Tally the lines of the listing that contain the word "division", then give the total and nothing else.

+-------+

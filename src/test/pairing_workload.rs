//! Crash workload. Runs a whole Swiss tournament (draws, results, standings,
//! the break and the speaker tab) from roughly-formed input, checking the
//! invariants of every step along the way. This is connected to a fuzzing
//! harness (which can be found in the `fuzz/` directory).

use std::collections::HashSet;

use rand::SeedableRng;
use rand_chacha::ChaCha20Rng;
use rust_decimal::Decimal;
use serde::Deserialize;

use crate::tournaments::{
    config::{PairingMethod, SpeakerAwardsConfig, StandingsConfig},
    participants::{JudgeProfile, Room},
    rounds::{
        draws::{
            Draw,
            drawalgs::{DrawInput, elim, swiss},
        },
        results::{Outcome, ResultSet, SpeakerScore, TeamResult},
    },
    standings::{
        breaks::{breaking_teams, seed_break},
        compute::TeamStandings,
        export::{Tabular, delimited, print},
        speakers::SpeakerStandings,
    },
    teams::TeamRecord,
};

const MAX_TEAMS: usize = 64;
const SPEAKERS_PER_TEAM: usize = 2;

#[derive(Debug, Deserialize)]
pub struct RoundData {
    pub method: PairingMethod,
    #[serde(default)]
    pub seed: u64,
    /// Whether the affirmative team wins, by debate index (cycled).
    #[serde(default)]
    pub aff_wins: Vec<bool>,
    /// Raw speaker points, cycled over the speakers of the round. A zero
    /// means no scored ballot came back for that speaker.
    #[serde(default)]
    pub points: Vec<u8>,
}

#[derive(Debug, Deserialize)]
pub struct Workload {
    pub team_count: usize,
    #[serde(default)]
    pub judge_count: usize,
    #[serde(default)]
    pub room_count: usize,
    pub rounds: Vec<RoundData>,
    #[serde(default)]
    pub break_size: usize,
    #[serde(default)]
    pub drop_high: usize,
    #[serde(default)]
    pub drop_low: usize,
}

#[cfg(feature = "fuzzing")]
impl<'a> arbitrary::Arbitrary<'a> for RoundData {
    fn arbitrary(
        u: &mut arbitrary::Unstructured<'a>,
    ) -> arbitrary::Result<Self> {
        Ok(Self {
            method: *u.choose(&PairingMethod::ALL)?,
            seed: u.arbitrary()?,
            aff_wins: u.arbitrary()?,
            points: u.arbitrary()?,
        })
    }
}

#[cfg(feature = "fuzzing")]
impl<'a> arbitrary::Arbitrary<'a> for Workload {
    fn arbitrary(
        u: &mut arbitrary::Unstructured<'a>,
    ) -> arbitrary::Result<Self> {
        let round_count = u.int_in_range(1..=6)?;

        Ok(Self {
            team_count: u.int_in_range(0..=MAX_TEAMS)?,
            judge_count: u.int_in_range(0..=MAX_TEAMS / 2)?,
            room_count: u.int_in_range(0..=MAX_TEAMS / 2)?,
            rounds: (0..round_count)
                .map(|_| {
                    <RoundData as arbitrary::Arbitrary>::arbitrary(u)
                })
                .collect::<arbitrary::Result<_>>()?,
            break_size: u.int_in_range(0..=16)?,
            drop_high: u.int_in_range(0..=3)?,
            drop_low: u.int_in_range(0..=3)?,
        })
    }
}

impl RoundData {
    fn aff_wins(&self, debate: usize) -> bool {
        if self.aff_wins.is_empty() {
            true
        } else {
            self.aff_wins[debate % self.aff_wins.len()]
        }
    }

    fn points(&self, speaker: usize) -> Option<Decimal> {
        let raw = if self.points.is_empty() {
            75
        } else {
            self.points[speaker % self.points.len()]
        };
        (raw != 0).then(|| Decimal::from(60 + raw % 40))
    }
}

fn check_draw(draw: &Draw, team_count: usize) {
    assert_eq!(draw.proposals.len(), team_count / 2);
    assert_eq!(draw.bye.is_some(), team_count % 2 == 1);

    let mut seen = HashSet::new();
    for proposal in &draw.proposals {
        assert_ne!(proposal.aff_team_id, proposal.neg_team_id);
    }
    for team in draw.paired_team_ids() {
        assert!(seen.insert(team), "{team} was paired twice");
    }
    if let Some(bye) = &draw.bye {
        assert!(!seen.contains(bye.as_str()), "{bye} was paired and had a bye");
    }
}

fn check_standings(standings: &TeamStandings, rounds_completed: i64) {
    for (i, standing) in standings.ranked.iter().enumerate() {
        assert_eq!(standing.rank, i + 1);
        assert_eq!(standing.wins + standing.losses, rounds_completed);
    }

    for pair in standings.ranked.windows(2) {
        assert!(pair[0].wins >= pair[1].wins);
    }
}

impl Workload {
    pub fn run(&self) {
        let span = tracing::info_span!(
            "workload_run",
            num_rounds = self.rounds.len()
        );
        let _guard = span.enter();

        let team_ids: Vec<String> = (0..self.team_count.min(MAX_TEAMS))
            .map(|i| format!("team{i}"))
            .collect();
        // supplied in reverse so that sorting has something to do
        let judges: Vec<JudgeProfile> = (0..self.judge_count.min(MAX_TEAMS))
            .map(|i| JudgeProfile {
                id: format!("judge{i}"),
                position: -(i as i64),
            })
            .collect();
        let judges = JudgeProfile::in_assignment_order(&judges);
        let rooms: Vec<Room> = (0..self.room_count.min(MAX_TEAMS))
            .map(|i| Room {
                label: format!("room{i}"),
            })
            .collect();

        let mut results = ResultSet::default();

        for (i, round) in self.rounds.iter().enumerate() {
            let round_no = i as u32 + 1;

            let standings = TeamStandings::compute(
                &results.team_results,
                &StandingsConfig::default(),
            );
            check_standings(&standings, i as i64);

            let mut records = standings.team_records();
            for id in &team_ids {
                if standings.get(id).is_none() {
                    records.push(TeamRecord::new(id));
                }
            }
            assert_eq!(records.len(), team_ids.len());
            for record in &records {
                assert_eq!(record.rounds_completed(), i as i64);
            }

            let mut rng = ChaCha20Rng::seed_from_u64(round.seed);
            let draw = swiss::make_draw(
                &DrawInput::new(&records).judges(&judges).rooms(&rooms),
                round.method,
                &mut rng,
            );
            check_draw(&draw, records.len());

            for (debate, proposal) in draw.proposals.iter().enumerate() {
                assert_eq!(
                    proposal.judge_id,
                    judges.get(debate).map(|judge| judge.id.clone())
                );

                let aff_wins = round.aff_wins(debate);
                for (team, opponent, won) in [
                    (&proposal.aff_team_id, &proposal.neg_team_id, aff_wins),
                    (&proposal.neg_team_id, &proposal.aff_team_id, !aff_wins),
                ] {
                    let mut speaks = Decimal::ZERO;
                    for s in 0..SPEAKERS_PER_TEAM {
                        let points =
                            round.points(results.speaker_scores.len());
                        speaks += points.unwrap_or_default();
                        results.speaker_scores.push(SpeakerScore {
                            speaker_id: format!("{team}-{s}"),
                            name: String::new(),
                            team_id: team.clone(),
                            round: round_no,
                            points,
                            division: None,
                        });
                    }

                    results.team_results.push(TeamResult {
                        round: round_no,
                        team_id: team.clone(),
                        opponent_id: Some(opponent.clone()),
                        outcome: if won { Outcome::Win } else { Outcome::Loss },
                        speaks,
                        division: None,
                    });
                }
            }

            if let Some(bye) = &draw.bye {
                results.team_results.push(TeamResult {
                    round: round_no,
                    team_id: bye.clone(),
                    opponent_id: None,
                    outcome: Outcome::Win,
                    speaks: Decimal::ZERO,
                    division: None,
                });
            }
        }

        let config = StandingsConfig::default();
        let standings = TeamStandings::compute(&results.team_results, &config);
        check_standings(&standings, self.rounds.len() as i64);
        assert_eq!(
            standings,
            TeamStandings::compute(&results.team_results, &config)
        );

        let seeds = seed_break(&standings, self.break_size);
        let bracket = elim::make_draw(&seeds, &judges, &rooms);
        check_draw(&bracket, seeds.len());
        for proposal in &bracket.proposals {
            let seed_of = |team: &str| {
                seeds
                    .iter()
                    .find(|seeded| seeded.team_id == team)
                    .map(|seeded| seeded.seed)
            };
            assert!(
                seed_of(&proposal.aff_team_id) < seed_of(&proposal.neg_team_id)
            );
        }

        let speakers = SpeakerStandings::compute(
            &results.speaker_scores,
            &SpeakerAwardsConfig {
                exclude_breaking: true,
                breaking_teams: breaking_teams(&standings, self.break_size),
                drop_high: self.drop_high,
                drop_low: self.drop_low,
                ..Default::default()
            },
        );
        for (i, speaker) in speakers.ranked.iter().enumerate() {
            assert_eq!(speaker.rank, i + 1);
            assert!(!speaker.points.is_empty());
            assert!(speaker.adjusted_total <= speaker.raw_total);
            assert!(!speakers.config.breaking_teams.contains(&speaker.team_id));
        }

        for table in [&standings as &dyn Tabular, &speakers] {
            let csv = delimited::to_string(table).unwrap();
            assert_eq!(csv.lines().count(), table.rows().len() + 1);

            let html = print::to_html(table, "Tab");
            assert_eq!(html.matches("<tr>").count(), table.rows().len() + 1);
        }
    }
}

#[cfg(test)]
pub mod regressions {
    use crate::test::pairing_workload::Workload;

    #[test]
    fn odd_field_with_few_judges() {
        let input: Workload = serde_json::from_str(include_str!(
            "pairing_regressions/r1.json"
        ))
        .unwrap();

        input.run();
    }

    #[test]
    fn empty_tournament() {
        let input: Workload = serde_json::from_str(
            r#"{"team_count": 0, "rounds": [{"method": "high_low"}]}"#,
        )
        .unwrap();

        input.run();
    }

    #[test]
    fn every_method_with_drops() {
        for method in ["high_high", "high_low", "random"] {
            let input: Workload = serde_json::from_str(&format!(
                r#"{{
                    "team_count": 12,
                    "judge_count": 6,
                    "room_count": 6,
                    "rounds": [
                        {{"method": "{method}", "seed": 1,
                          "aff_wins": [true, false]}},
                        {{"method": "{method}", "seed": 2,
                          "points": [10, 0, 39]}},
                        {{"method": "{method}", "seed": 3,
                          "aff_wins": [false]}}
                    ],
                    "break_size": 4,
                    "drop_high": 1,
                    "drop_low": 1
                }}"#
            ))
            .unwrap();

            input.run();
        }
    }
}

+-------+

Your response =>
3